> ACTIVITY
Wherever the word "given" occurs in the lines below, copy the whole line.

> AVAILABLE DATA
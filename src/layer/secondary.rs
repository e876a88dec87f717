//! The immiscible film.
//!
//! Every operator here reads its coefficients from the per-pixel property
//! field, so films of different materials coexist side by side. The property
//! field only changes when paint lands on it. The viscosity sweep count is
//! recomputed every step from the materials that still have film on them.

use glam::{Vec2, Vec3};
use rayon::prelude::*;

use crate::config::SecondaryConfig;
use crate::error::FluidError;
use crate::field::{clamp_unit, finite_or, smoothstep, Field, FieldView};
use crate::layer::coupling::{couple, CouplingParams};
use crate::layer::tension::apply_surface_tension;
use crate::layer::Layer;
use crate::material::{BlendPolicy, MaterialPreset, MaterialProps, PROPERTY_CHANNELS};
use crate::ops::{self, Confinement, Falloff};

/// Where and how hard a preset is painted. Lengths are in cells.
#[derive(Clone, Copy, Debug, PartialEq)]
pub struct PaintStroke {
    pub center: Vec2,
    pub radius: f32,
    /// Thickness deposited at the stroke center, `[0, 1]`.
    pub strength: f32,
    pub falloff: Falloff,
}

impl PaintStroke {
    /// Thickness deposited at `cell`, or 0 outside the stroke.
    #[inline]
    pub fn deposit(&self, x: usize, y: usize) -> f32 {
        let d = Vec2::new(x as f32, y as f32) - self.center;
        clamp_unit(self.strength) * self.falloff.weight(d.length_squared(), self.radius)
    }

    fn is_valid(&self) -> bool {
        self.center.is_finite() && self.radius.is_finite() && self.radius > 0.0 && self.strength > 0.0
    }
}

/// Film velocity and scalars plus its material properties.
#[derive(Clone, Debug)]
pub struct SecondaryLayer {
    pub layer: Layer,
    props: Field,
    /// Viscosity sweeps asked for by the material painted at each cell.
    sweeps: Field,
    confinement: Confinement,
}

impl SecondaryLayer {
    /// Allocate with every cell set to `base` properties.
    pub fn new(width: usize, height: usize, base: MaterialProps) -> Result<Self, FluidError> {
        let mut props = Field::new(width, height, PROPERTY_CHANNELS)?;
        props.pass(|_, _, _, out| base.write(out));
        Ok(Self {
            layer: Layer::new(width, height)?,
            props,
            sweeps: Field::new(width, height, 1)?,
            confinement: Confinement::new(width, height)?,
        })
    }

    /// Resample into a new layer of the given size, leaving `self` untouched.
    pub fn resampled(&self, width: usize, height: usize) -> Result<Self, FluidError> {
        Ok(Self {
            layer: self.layer.resampled(width, height)?,
            props: self.props.resampled(width, height)?,
            sweeps: self.sweeps.resampled(width, height)?,
            confinement: Confinement::new(width, height)?,
        })
    }

    /// Per-pixel `{coupling, viscosity, tension, drag}`.
    pub fn props(&self) -> FieldView<'_> {
        self.props.view()
    }

    /// Properties at one cell.
    pub fn props_at(&self, x: usize, y: usize) -> MaterialProps {
        MaterialProps::from_cell(self.props.view().cell(x, y))
    }

    /// Viscosity sweeps the next step will run: the largest count asked for
    /// by any cell still carrying at least `min_thickness` of film.
    pub fn viscosity_iterations(&self, config: &SecondaryConfig) -> u32 {
        let scalar = self.layer.scalar.view();
        let channels = scalar.channels();
        let min_thickness = config.min_thickness;
        let live = self
            .sweeps
            .data()
            .par_iter()
            .zip(scalar.data().par_chunks(channels))
            .filter(|(_, cell)| cell[channels - 1] >= min_thickness)
            .map(|(sweeps, _)| finite_or(*sweeps, 0.0))
            .reduce(|| 0.0, f32::max);
        (live.round() as u32).clamp(1, config.max_viscosity_iterations.max(1))
    }

    /// Deposit `preset` along `stroke`.
    ///
    /// Thickness is added and clamped. Tint mixes by `color_mix`, weighted by
    /// thickness. Properties are merged by `policy`. Cells outside the stroke
    /// are untouched.
    pub fn paint(&mut self, stroke: &PaintStroke, preset: &MaterialPreset, policy: &dyn BlendPolicy, config: &SecondaryConfig) {
        if !stroke.is_valid() {
            return;
        }
        let preset = preset.sanitized();
        let incoming = preset.props();
        let sweeps = preset.viscosity_iterations as f32;

        {
            let scalar = self.layer.scalar.view();
            self.props.pass(|x, y, src, out| {
                let added = stroke.deposit(x, y);
                let existing = MaterialProps::from_cell(src.cell(x, y));
                if added < 1e-4 {
                    existing.write(out);
                    return;
                }
                policy.blend(existing, scalar.last(x, y), incoming, added).write(out);
            });
            // Sweeps left behind by film that is already gone do not carry over.
            self.sweeps.pass(|x, y, src, out| {
                let existing = src.at(x, y, 0);
                out[0] = if stroke.deposit(x, y) < 1e-4 {
                    existing
                } else if scalar.last(x, y) >= config.min_thickness {
                    existing.max(sweeps)
                } else {
                    sweeps
                };
            });
        }

        let deposited = preset.tint * preset.occlusion;
        let settle = 4.0 * config.min_thickness.max(1e-3);
        self.layer.scalar.pass(|x, y, src, out| {
            let cell = src.cell(x, y);
            let added = stroke.deposit(x, y);
            if added < 1e-4 {
                out.copy_from_slice(cell);
                return;
            }
            let thickness = finite_or(cell[3], 0.0).max(0.0);
            let share = added / (thickness + added);
            // Fresh film takes the new tint outright; settled film mixes by color_mix.
            let mix = share * (1.0 - smoothstep(0.0, settle, thickness) * (1.0 - preset.color_mix));
            let tint = Vec3::new(cell[0], cell[1], cell[2]).lerp(deposited, mix);
            out[0] = clamp_unit(tint.x);
            out[1] = clamp_unit(tint.y);
            out[2] = clamp_unit(tint.z);
            out[3] = clamp_unit(thickness + added);
        });
    }

    /// Couple, apply tension and drag, then advect and diffuse.
    pub fn step(&mut self, dt: f32, primary_velocity: FieldView<'_>, config: &SecondaryConfig) {
        if !(dt > 0.0) {
            return;
        }
        let sweeps = self.viscosity_iterations(config);
        let props = self.props.view();
        let layer = &mut self.layer;

        couple(
            &mut layer.velocity,
            primary_velocity,
            layer.scalar.view(),
            props,
            dt,
            &CouplingParams::from(config),
        );
        apply_surface_tension(&mut layer.velocity, layer.scalar.view(), props, dt, config.max_tension_force);
        layer.velocity.pass(|x, y, src, out| {
            let keep = 1.0 / (1.0 + finite_or(props.at(x, y, 3), 0.0).max(0.0) * dt);
            out[0] = src.at(x, y, 0) * keep;
            out[1] = src.at(x, y, 1) * keep;
        });

        ops::advect_velocity(&mut layer.velocity, dt, config.velocity_dissipation);
        ops::diffuse_with(&mut layer.velocity, dt, sweeps, false, |x, y| props.at(x, y, 1));
        self.confinement
            .apply(&mut layer.velocity, config.vorticity, dt, config.max_vorticity_force);

        ops::advect(&mut layer.scalar, layer.velocity.view(), dt, 0.0, config.advection);
        if config.thickness_dissipation > 0.0 {
            let keep = 1.0 / (1.0 + config.thickness_dissipation * dt);
            layer.scalar.pass(|x, y, src, out| {
                out.copy_from_slice(src.cell(x, y));
                out[3] *= keep;
            });
        }
        if config.tint_diffusion > 0.0 {
            ops::diffuse(&mut layer.scalar, config.tint_diffusion, dt, config.tint_iterations, true);
        }
    }
}
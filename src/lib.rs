//! # TPFE - Two-Phase Fluid Engine
//!
//! A stylized two-phase fluid simulator for real-time visuals.
//!
//! A primary carrier fluid is advected, diffused, projected and confined on
//! a grid. A secondary immiscible film rides on top of it, dragged along by
//! a thickness-dependent fraction of the carrier's velocity. Every cell of the
//! film carries its own material properties, so oil, honey and ink can share
//! one canvas without a global parameter switch. An occupancy controller
//! keeps either layer from filling the screen.
//!
//! ## Quick Start
//!
//! ```no_run
//! use tpfe::prelude::*;
//!
//! let mut sim = FluidSim::new(FluidConfig::new(256, 256)).unwrap();
//! sim.paint(Vec2::new(0.5, 0.5), 0.08, 1.0, &MaterialPreset::oil());
//!
//! for _ in 0..120 {
//!     let stir = Impulse::new(Vec2::new(0.3, 0.5), 0.04).with_velocity(Vec2::new(60.0, 0.0));
//!     sim.step(1.0 / 60.0, &[stir]);
//! }
//!
//! let film = sim.field(FieldName::SecondaryScalar);
//! println!("film occupancy {:.2}", sim.occupancy(LayerId::Secondary));
//! # let _ = film;
//! ```
//!
//! ## Core Concepts
//!
//! ### Fields
//!
//! A [`Field`] is a double-buffered grid of 1-4 `f32` channels. Every
//! operator is a pass that reads the front buffer, writes the back buffer
//! and swaps. Rows run in parallel through `rayon`.
//!
//! ### Layers
//!
//! Both layers hold a two-channel velocity and a four-channel scalar whose
//! last channel is the conserved quantity: dye concentration for the
//! primary, film thickness for the secondary.
//!
//! ### Materials
//!
//! A [`MaterialPreset`] is painted with [`FluidSim::paint`]. Its coupling,
//! viscosity, tension and drag are blended into the per-cell property field
//! by a [`BlendPolicy`].
//!
//! ### Conservation
//!
//! Every few steps an [`OccupancyProbe`] measures how much of a layer is
//! visibly covered. Above the upper threshold the layer is damped
//! proportionally toward the lower one. The probe runs on the CPU by
//! default; [`gpu::GpuOccupancyProbe`] moves the reduction to a compute shader.
//!
//! ### Particles
//!
//! With [`SecondaryMode::Particles`] the film is carried by SPH particles and
//! rasterized into the same grid fields each step.
//!
//! ## Logging
//!
//! The crate logs through the `log` facade and installs no logger.

pub mod config;
pub mod conservation;
pub mod error;
pub mod field;
pub mod gpu;
pub mod layer;
pub mod material;
pub mod ops;
pub mod particle;
mod simulation;

pub use config::{
    BoundaryPolicy, CapacityPolicy, FluidConfig, PrimaryConfig, RasterConfig, SecondaryConfig, SecondaryMode,
    SphConfig,
};
pub use conservation::{ConservationConfig, ConservationThresholds, CpuProbe, Damping, OccupancyProbe, ReductionParams};
pub use error::{FluidError, GpuError};
pub use field::{Field, FieldView};
pub use glam::{Vec2, Vec3, Vec4};
pub use layer::LayerId;
pub use material::{BlendPolicy, MaterialId, MaterialLibrary, MaterialPreset, MaterialProps, Resistant, ThicknessWeighted};
pub use ops::{AdvectionScheme, Falloff};
pub use particle::{Particle, ParticleSystem};
pub use simulation::{FieldName, FluidSim, Impulse};

/// Convenient re-exports for common usage.
///
/// ```ignore
/// use tpfe::prelude::*;
/// ```
pub mod prelude {
    pub use crate::config::{FluidConfig, SecondaryMode};
    pub use crate::conservation::{ConservationConfig, ConservationThresholds, OccupancyProbe};
    pub use crate::error::FluidError;
    pub use crate::field::FieldView;
    pub use crate::layer::LayerId;
    pub use crate::material::{BlendPolicy, MaterialId, MaterialPreset, Resistant, ThicknessWeighted};
    pub use crate::simulation::{FieldName, FluidSim, Impulse};
    pub use crate::{Vec2, Vec3, Vec4};
}
impl ConservationConfig {
    /// Set the damping strength cap.
    pub fn with_max_strength(mut self, strength: f32) -> Self {
        self.max_strength = strength.clamp(0.0, MAX_DAMPING_STRENGTH);
        self
    }

    /// Set the reduction buffer edge.
    pub fn with_reduction_size(mut self, size: u32) -> Self {
        self.reduction_size = size.clamp(1, MAX_REDUCTION_SIZE);
        self
    }

    /// Copy with every value clamped into its valid range.
    pub fn sanitized(&self) -> Self {
        let low = clamp_unit(self.visibility_low);
        Self {
            enabled: self.enabled,
            primary: self.primary.sanitized(),
            secondary: self.secondary.sanitized(),
            max_strength: finite_or(self.max_strength, 0.0).clamp(0.0, MAX_DAMPING_STRENGTH),
            reduction_size: self.reduction_size.clamp(1, MAX_REDUCTION_SIZE),
            visibility_low: low,
            visibility_high: clamp_unit(self.visibility_high).max(low),
            falloff_thickness: finite_or(self.falloff_thickness, 0.0).max(0.0),
            retention: clamp_unit(self.retention),
            catch_up_interval: self.catch_up_interval.max(1),
            escalation: finite_or(self.escalation, 0.0).max(0.0),
            relief: clamp_unit(self.relief),
        }
    }

    /// Reduction parameters handed to probes.
    pub fn reduction(&self) -> ReductionParams {
        ReductionParams {
            size: self.reduction_size.clamp(1, MAX_REDUCTION_SIZE),
            visibility_low: self.visibility_low,
            visibility_high: self.visibility_high,
        }
    }

    /// A pass at `strength` with the configured retention and no pressure.
    pub fn damping(&self, strength: f32) -> Damping {
        Damping {
            strength: finite_or(strength, 0.0).clamp(0.0, MAX_DAMPING_STRENGTH),
            retention: self.retention,
        }
    }
}

/// One damping pass decided by a check.
#[derive(Clone, Copy, Debug, PartialEq)]
pub struct Damping {
    /// Strength applied to thin cells, below 1.
    pub strength: f32,
    /// Share of the strength applied to established cells.
    pub retention: f32,
}

impl Damping {
    /// Damping gate for a cell of the given thickness, in `[retention, 1]`.
    #[inline]
    pub fn gate(&self, thickness: f32, config: &ConservationConfig) -> f32 {
        let established = smoothstep(0.0, config.falloff_thickness, finite_or(thickness, 0.0));
        1.0 - (1.0 - self.retention) * established
    }

    /// Multiplier for a cell of the given thickness.
    #[inline]
    pub fn factor(&self, thickness: f32, config: &ConservationConfig) -> f32 {
        1.0 - self.strength * self.gate(thickness, config)
    }
}

/// How a probe turns a field into an occupancy estimate.
#[derive(Clone, Copy, Debug, PartialEq)]
pub struct ReductionParams {
    /// Edge of the `size × size` reduction buffer.
    pub size: u32,
    pub visibility_low: f32,
    pub visibility_high: f32,
}

impl ReductionParams {
    /// Smoothly thresholded coverage of one value.
    #[inline]
    pub fn coverage(&self, value: f32) -> f32 {
        smoothstep(self.visibility_low, self.visibility_high, finite_or(value, 0.0))
    }
}

/// Source of occupancy measurements.
///
/// `None` or a non-finite value marks the measurement as degenerate; the
/// controller then keeps its previous estimate and skips damping.
pub trait OccupancyProbe: Send + fmt::Debug {
    /// Estimate the covered fraction of `field`'s last channel.
    fn measure(&mut self, field: FieldView<'_>, params: &ReductionParams) -> Option<f32>;

    /// Short name for log output.
    fn name(&self) -> &str;
}

/// Block-averaging reduction on the CPU.
#[derive(Clone, Debug, Default)]
pub struct CpuProbe {
    reduction: Vec<f32>,
}

impl CpuProbe {
    pub fn new() -> Self {
        Self::default()
    }

    /// Per-block coverage from the most recent measurement, row-major.
    pub fn reduction(&self) -> &[f32] {
        &self.reduction
    }
}

/// Range of grid cells covered by reduction block `i` of `size` along an axis of `len` cells.
#[inline]
pub(crate) fn block_range(i: usize, size: usize, len: usize) -> (usize, usize) {
    (i * len / size, (i + 1) * len / size)
}

impl OccupancyProbe for CpuProbe {
    fn measure(&mut self, field: FieldView<'_>, params: &ReductionParams) -> Option<f32> {
        if field.is_empty() {
            self.reduction.clear();
            return Some(0.0);
        }
        let size = params.size.clamp(1, MAX_REDUCTION_SIZE) as usize;
        let (w, h) = (field.width(), field.height());

        self.reduction.resize(size * size, 0.0);
        self.reduction
            .par_chunks_mut(size)
            .enumerate()
            .for_each(|(by, row)| {
                let (y0, y1) = block_range(by, size, h);
                for (bx, slot) in row.iter_mut().enumerate() {
                    let (x0, x1) = block_range(bx, size, w);
                    let count = (x1 - x0) * (y1 - y0);
                    *slot = if count == 0 {
                        f32::NAN
                    } else {
                        let mut sum = 0.0;
                        for y in y0..y1 {
                            for x in x0..x1 {
                                sum += params.coverage(field.last(x, y));
                            }
                        }
                        sum / count as f32
                    };
                }
            });

        // Blocks narrower than a cell are empty on small grids and skipped.
        let (sum, count) = self
            .reduction
            .iter()
            .filter(|v| !v.is_nan())
            .fold((0.0f64, 0usize), |(s, n), v| (s + *v as f64, n + 1));
        if count == 0 {
            return Some(0.0);
        }
        Some((sum / count as f64) as f32)
    }

    fn name(&self) -> &str {
        "cpu"
    }
}

/// Which channels a damping pass scales.
#[derive(Clone, Copy, Debug, PartialEq, Eq)]
pub enum DampTarget {
    /// Every channel; used for premultiplied primary dye.
    AllChannels,
    /// Only the last channel; used for secondary thickness under straight tint.
    LastChannel,
}

/// Per-layer controller state. Only [`ConservationController`] mutates it.
#[derive(Clone, Copy, Debug, PartialEq)]
pub struct ConservationState {
    /// Last valid occupancy estimate.
    pub occupancy: f32,
    pub thresholds: ConservationThresholds,
    /// Steps since the last check.
    pub steps_since_check: u32,
    /// Checks performed so far, including degenerate ones.
    pub checks: u64,
    /// Strength of the most recent damping pass, 0 when none ran.
    pub last_strength: f32,
    /// Escalation built up by content arriving over the band.
    pub pressure: f32,
}

/// Measures and damps one layer.
#[derive(Debug)]
pub struct ConservationController {
    state: ConservationState,
    target: DampTarget,
    probe: Box<dyn OccupancyProbe>,
    inflow: bool,
}

impl ConservationController {
    /// Create a controller with the CPU probe.
    pub fn new(thresholds: ConservationThresholds, target: DampTarget) -> Self {
        Self {
            state: ConservationState {
                occupancy: 0.0,
                thresholds: thresholds.sanitized(),
                steps_since_check: 0,
                checks: 0,
                last_strength: 0.0,
                pressure: 0.0,
            },
            target,
            probe: Box::new(CpuProbe::new()),
            inflow: false,
        }
    }

    /// Replace the measurement backend.
    pub fn set_probe(&mut self, probe: Box<dyn OccupancyProbe>) {
        log::info!("occupancy probe switched to {}", probe.name());
        self.probe = probe;
    }

    /// Replace the band and cadence used by future checks.
    pub fn set_thresholds(&mut self, thresholds: ConservationThresholds) {
        self.state.thresholds = thresholds.sanitized();
    }

    pub fn state(&self) -> &ConservationState {
        &self.state
    }

    /// Last valid occupancy estimate.
    pub fn occupancy(&self) -> f32 {
        self.state.occupancy
    }

    /// Note that new content reached the layer since the last check.
    pub fn record_inflow(&mut self) {
        self.inflow = true;
    }

    /// Steps between checks at the current pressure.
    pub fn interval(&self, config: &ConservationConfig) -> u32 {
        let interval = self.state.thresholds.interval.max(1);
        if self.state.pressure > 0.0 {
            interval.min(config.catch_up_interval.max(1))
        } else {
            interval
        }
    }

    /// Advance the step counter. Returns `true` when a check is due.
    pub fn advance(&mut self, config: &ConservationConfig) -> bool {
        self.state.steps_since_check += 1;
        if self.state.steps_since_check < self.interval(config) {
            return false;
        }
        self.state.steps_since_check = 0;
        true
    }

    /// Advance the step counter and run a check when the interval elapses.
    ///
    /// Returns the damping pass applied, if one ran.
    pub fn tick(&mut self, field: &mut Field, config: &ConservationConfig) -> Option<Damping> {
        if !self.advance(config) {
            return None;
        }
        self.check(field, config)
    }

    /// Measure now and damp if over the upper threshold.
    pub fn check(&mut self, field: &mut Field, config: &ConservationConfig) -> Option<Damping> {
        let damping = self.measure(field.view(), config)?;
        damp(field, &damping, config, self.target);
        Some(damping)
    }

    /// Measure `view` and return the damping pass it calls for, without damping.
    ///
    /// Used directly when the layer's content lives outside the measured field,
    /// as with rasterized particles.
    pub fn measure(&mut self, view: FieldView<'_>, config: &ConservationConfig) -> Option<Damping> {
        self.state.checks += 1;
        self.state.last_strength = 0.0;

        let measured = self.probe.measure(view, &config.reduction());
        let occupancy = match measured {
            Some(v) if v.is_finite() => v.clamp(0.0, 1.0),
            other => {
                log::warn!(
                    "degenerate occupancy from {} probe ({:?}); holding {:.3}",
                    self.probe.name(),
                    other,
                    self.state.occupancy
                );
                return None;
            }
        };
        self.state.occupancy = occupancy;
        let inflow = std::mem::take(&mut self.inflow);

        let ConservationThresholds { upper, lower, .. } = self.state.thresholds;
        if occupancy <= upper {
            self.state.pressure *= config.relief;
            if self.state.pressure < 1e-3 {
                self.state.pressure = 0.0;
            }
            return None;
        }
        if inflow {
            self.state.pressure =
                (self.state.pressure + config.escalation * (occupancy - lower)).min(MAX_DAMPING_STRENGTH);
        }

        let pressure = self.state.pressure;
        let base = (occupancy - lower).min(config.max_strength).max(0.0);
        let strength = (base + pressure).min(MAX_DAMPING_STRENGTH);
        if strength <= 0.0 {
            return None;
        }
        let release = (pressure / RELEASE_PRESSURE).min(1.0);
        let damping = Damping {
            strength,
            retention: config.retention + (1.0 - config.retention) * release,
        };
        log::debug!(
            "occupancy {:.3} above {:.3}; damping toward {:.3} at strength {:.3} (pressure {:.3})",
            occupancy,
            upper,
            lower,
            strength,
            pressure
        );
        self.state.last_strength = strength;
        Some(damping)
    }
}

/// One proportional damping pass.
pub fn damp(field: &mut Field, damping: &Damping, config: &ConservationConfig, target: DampTarget) {
    let strength = finite_or(damping.strength, 0.0).clamp(0.0, MAX_DAMPING_STRENGTH);
    if strength <= 0.0 {
        return;
    }
    let damping = Damping {
        strength,
        retention: clamp_unit(damping.retention),
    };
    let last = field.channels() - 1;
    field.pass(|x, y, src, out| {
        let cell = src.cell(x, y);
        let factor = damping.factor(cell[last], config);
        for (ch, slot) in out.iter_mut().enumerate() {
            *slot = match target {
                DampTarget::AllChannels => clamp_unit(cell[ch] * factor),
                DampTarget::LastChannel if ch == last => clamp_unit(cell[ch] * factor),
                DampTarget::LastChannel => cell[ch],
            };
        }
    });
}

> SOLUTION FOR THIS PROBLEM
    /// Resample into a new layer of the given size, leaving `self` untouched.
    /// Damping gate for a cell of the given thickness, in `[retention, 1]`.
    /// Multiplier for a cell of the given thickness.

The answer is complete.